- _WHAT IS EXPECTED_
Find the lines in the records below that contain "RowCount", and report each of them.

START DATA TO EXAMINE

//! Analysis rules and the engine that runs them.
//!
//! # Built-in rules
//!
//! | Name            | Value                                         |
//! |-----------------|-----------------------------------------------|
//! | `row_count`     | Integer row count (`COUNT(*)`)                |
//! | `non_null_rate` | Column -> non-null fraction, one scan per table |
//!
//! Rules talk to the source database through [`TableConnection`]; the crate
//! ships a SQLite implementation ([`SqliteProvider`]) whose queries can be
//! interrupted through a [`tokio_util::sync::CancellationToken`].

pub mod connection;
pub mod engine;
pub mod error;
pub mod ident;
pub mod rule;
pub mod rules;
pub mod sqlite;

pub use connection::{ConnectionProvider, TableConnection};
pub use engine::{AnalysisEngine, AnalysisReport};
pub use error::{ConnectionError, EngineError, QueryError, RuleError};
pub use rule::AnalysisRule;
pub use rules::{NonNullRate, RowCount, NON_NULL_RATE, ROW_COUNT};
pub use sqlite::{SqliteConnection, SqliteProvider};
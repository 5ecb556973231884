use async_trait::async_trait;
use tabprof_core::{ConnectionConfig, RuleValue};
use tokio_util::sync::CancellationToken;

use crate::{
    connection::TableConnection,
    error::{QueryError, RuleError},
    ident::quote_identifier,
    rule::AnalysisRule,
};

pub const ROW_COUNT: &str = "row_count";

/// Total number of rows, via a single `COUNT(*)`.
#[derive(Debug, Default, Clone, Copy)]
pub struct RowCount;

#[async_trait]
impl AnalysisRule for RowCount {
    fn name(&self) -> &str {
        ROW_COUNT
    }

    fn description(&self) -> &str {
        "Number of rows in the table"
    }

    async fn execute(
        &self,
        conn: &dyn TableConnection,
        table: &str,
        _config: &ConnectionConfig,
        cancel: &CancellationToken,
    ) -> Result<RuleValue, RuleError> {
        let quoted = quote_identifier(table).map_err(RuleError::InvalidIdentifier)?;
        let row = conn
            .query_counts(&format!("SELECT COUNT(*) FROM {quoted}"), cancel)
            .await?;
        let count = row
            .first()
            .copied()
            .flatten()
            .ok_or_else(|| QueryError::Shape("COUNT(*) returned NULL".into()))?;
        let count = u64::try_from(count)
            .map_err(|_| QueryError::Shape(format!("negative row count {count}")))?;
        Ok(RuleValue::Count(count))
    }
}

END DATA TO EXAMINE

- _REPLY_
pub use rules::{NonNullRate, RowCount, NON_NULL_RATE, ROW_COUNT};
pub struct RowCount;
impl AnalysisRule for RowCount {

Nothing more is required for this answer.